The driver of our instincts is the brainstem – the region at the very base of your brain, just above the spinal chord. Scientists have known for some time that another brain region, the prefrontal cortex, plays a role in keeping those instincts in check (see box down below). But exactly how the prefrontal cortex puts a break on the brainstem has remained unclear.

Now, Gross and colleagues have literally found the connection between prefrontal cortex and brainstem. The EMBL scientists teamed up with Tiago Branco’s lab at MRC LMB, and traced connections between neurons in a mouse brain. They discovered that the prefrontal cortex makes prominent connections directly to the brainstem.

Gross and colleagues went on to confirm that this physical connection was the brake that inhibits instinctive behaviour. They found that in mice that have been repeatedly defeated by another mouse – the murine equivalent to being bullied – this connection weakens, and the mice act more scared. The scientists found that they could elicit those same fearful behaviours in mice that had never been bullied, simply by using drugs to block the connection between prefrontal cortex and brainstem.
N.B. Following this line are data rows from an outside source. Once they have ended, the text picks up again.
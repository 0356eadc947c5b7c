/// Labeled gauge storage for per-directory measurements.
///
/// The poller thread writes through [`SnapshotSink`]; the HTTP endpoint
/// reads on every scrape. Both hold clones of the same [`MetricsRegistry`],
/// which is a thin handle around an `Arc<RwLock<..>>`.
use crate::exposition::{render_gauges, GaugeFamily};
use chrono::{DateTime, Utc};
use compact_str::CompactString;
use dirsize_core::model::unix_seconds;
use dirsize_core::{DirectorySnapshot, SnapshotSink};
use parking_lot::RwLock;
use std::collections::BTreeMap;
use std::sync::Arc;

/// Prefix of every exported metric name.
pub const NAMESPACE: &str = "dirsize";

/// The single label every series carries.
pub const DIRECTORY_LABEL: &str = "directory";

/// Exported gauge families.
#[derive(Debug, Clone, Copy, PartialEq, Eq)]
pub enum Gauge {
    TotalSize,
    LatestMtime,
    OldestMtime,
    EntriesCount,
    ProcessingTime,
    LastUpdated,
}

impl Gauge {
    pub const ALL: [Gauge; 6] = [
        Gauge::TotalSize,
        Gauge::LatestMtime,
        Gauge::OldestMtime,
        Gauge::EntriesCount,
        Gauge::ProcessingTime,
        Gauge::LastUpdated,
    ];

    fn suffix(self) -> &'static str {
        match self {
            Gauge::TotalSize => "total_size_bytes",
            Gauge::LatestMtime => "latest_mtime",
            Gauge::OldestMtime => "oldest_mtime",
            Gauge::EntriesCount => "entries_count",
            Gauge::ProcessingTime => "processing_time",
            // Historical name; the value is unix seconds.
            Gauge::LastUpdated => "last_updated_ns",
        }
    }

    pub fn help(self) -> &'static str {
        match self {
            Gauge::TotalSize => "Total Size of the Directory (in bytes)",
            Gauge::LatestMtime => "Newest modified file in the directory (as unix timestamp)",
            Gauge::OldestMtime => "Oldest modified file in the directory (as unix timestamp)",
            Gauge::EntriesCount => {
                "Total number of entries (files, directories & links) in the directory"
            }
            Gauge::ProcessingTime => "Time it took to process the directory (in seconds)",
            Gauge::LastUpdated => "Last time this directory was processed (as unix timestamp)",
        }
    }

    /// Fully qualified metric name, e.g. `dirsize_total_size_bytes`.
    pub fn metric_name(self) -> String {
        format!("{NAMESPACE}_{}", self.suffix())
    }
}

/// Current gauge values for one directory.
#[derive(Debug, Clone, PartialEq)]
pub struct DirectorySeries {
    pub total_size_bytes: f64,
    pub latest_mtime: f64,
    pub oldest_mtime: f64,
    pub entries_count: f64,
    pub processing_time: f64,
    pub last_updated: f64,
}

impl DirectorySeries {
    pub fn from_snapshot(snapshot: &DirectorySnapshot, updated_at: DateTime<Utc>) -> Self {
        Self {
            total_size_bytes: snapshot.total_size_bytes as f64,
            latest_mtime: unix_seconds(snapshot.latest_modified),
            oldest_mtime: unix_seconds(snapshot.oldest_modified),
            entries_count: snapshot.entry_count as f64,
            processing_time: snapshot.scan_duration.as_secs_f64(),
            last_updated: updated_at.timestamp_millis() as f64 / 1000.0,
        }
    }

    pub fn value(&self, gauge: Gauge) -> f64 {
        match gauge {
            Gauge::TotalSize => self.total_size_bytes,
            Gauge::LatestMtime => self.latest_mtime,
            Gauge::OldestMtime => self.oldest_mtime,
            Gauge::EntriesCount => self.entries_count,
            Gauge::ProcessingTime => self.processing_time,
            Gauge::LastUpdated => self.last_updated,
        }
    }
}

#[derive(Debug, Clone)]
pub struct MetricsRegistry {
    series: Arc<RwLock<BTreeMap<CompactString, DirectorySeries>>>,
    detailed_processing_time: bool,
}

impl MetricsRegistry {
    /// `detailed_processing_time` enables the `dirsize_processing_time`
    /// family. It is off by default because the value is noisy and
    /// compresses badly in Prometheus.
    pub fn new(detailed_processing_time: bool) -> Self {
        Self {
            series: Arc::new(RwLock::new(BTreeMap::new())),
            detailed_processing_time,
        }
    }

    /// Gauge families this registry exports.
    pub fn gauges(&self) -> impl Iterator<Item = Gauge> + '_ {
        Gauge::ALL
            .into_iter()
            .filter(|g| *g != Gauge::ProcessingTime || self.detailed_processing_time)
    }

    /// Set every gauge for `name` from `snapshot`.
    pub fn set(&self, name: &str, snapshot: &DirectorySnapshot, updated_at: DateTime<Utc>) {
        let series = DirectorySeries::from_snapshot(snapshot, updated_at);
        self.series.write().insert(CompactString::new(name), series);
    }

    /// Remove every gauge for `name`. Unknown names are a no-op.
    pub fn remove(&self, name: &str) -> bool {
        self.series.write().remove(name).is_some()
    }

    pub fn get(&self, name: &str) -> Option<DirectorySeries> {
        self.series.read().get(name).cloned()
    }

    /// Directory names with published series, sorted.
    pub fn directories(&self) -> Vec<CompactString> {
        self.series.read().keys().cloned().collect()
    }

    pub fn len(&self) -> usize {
        self.series.read().len()
    }

    pub fn is_empty(&self) -> bool {
        self.series.read().is_empty()
    }

    /// Render the registry in Prometheus text exposition format.
    pub fn render(&self) -> String {
        let families: Vec<GaugeFamily> = {
            let series = self.series.read();
            self.gauges()
                .map(|gauge| GaugeFamily {
                    name: gauge.metric_name(),
                    help: gauge.help(),
                    label: DIRECTORY_LABEL,
                    samples: series
                        .iter()
                        .map(|(dir, s)| (dir.to_string(), s.value(gauge)))
                        .collect(),
                })
                .collect()
        };
        render_gauges(&families)
    }
}

impl SnapshotSink for MetricsRegistry {
    fn publish(&mut self, name: &str, snapshot: DirectorySnapshot) {
        self.set(name, &snapshot, Utc::now());
    }

    fn retract(&mut self, name: &str) -> bool {
        self.remove(name)
    }
}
These findings provide an anatomical explanation for why it’s much easier to stop yourself from hitting someone than it is to stop yourself from feeling aggressive. The scientists found that the connection from the prefrontal cortex is to a very specific region of the brainstem, called the PAG, which is responsible for the acting out of our instincts. However, it doesn’t affect the hypothalamus, the region that controls feelings and emotions. So the prefrontal cortex keeps behaviour in check, but doesn’t affect the underlying instinctive feeling: it stops you from running off-stage, but doesn’t abate the butterflies in your stomach.

The work has implications for schizophrenia and mood disorders such as depression, which have been linked to problems with prefrontal cortex function and maturation.

“One fascinating implication we’re looking at now is that we know the pre-frontal cortex matures during adolescence. Kids are really bad at inhibiting their instincts; they don’t have this control,” says Gross, “so we’re trying to figure out how this inhibition comes about, especially as many mental illnesses like mood disorders are typically adult-onset.”


Tiago Branco is now at the Sainsbury Wellcome Centre

Background information: from metal rods to Pac-man

Neuroscience textbooks have long carried the story of Phineas Gage. In 1848, while he was packing explosives into a rock to clear the way for a railroad, a premature explosion shot a metal rod through Gage’s head. Remarkably, he survived. But his personality appears to have changed – although accounts and interpretations vary over what exactly the changes were, and how long they lasted. Nevertheless, Gage’s case was instrumental in proving that there was a connection between brain and personality. Exactly which parts of Gage’s brain were damaged has also been the subject of intense debate. The frontal lobes of his brain were certainly affected, and computer-based reconstructions of Gage’s injury, as well as studies of other patients – injured in accidents or by stroke – have pointed to the prefrontal cortex as a likely seat for our inhibitions.

A study of people trying to avoid injury – albeit in a simulated environment – hinted at how that inhibition might come about. Looking at the brains of people as they played a Pac-man-like game in an MRI scanner, scientists found that while players were ‘running away’ from ‘Pac-man’, their prefrontal cortex was active, but in the moments just before their character was eaten, players’ pre-frontal cortex would shut down and a region of the brainstem called the PAG became active. This study suggested a link between those two brain regions, and inspired Gross and colleagues to investigate.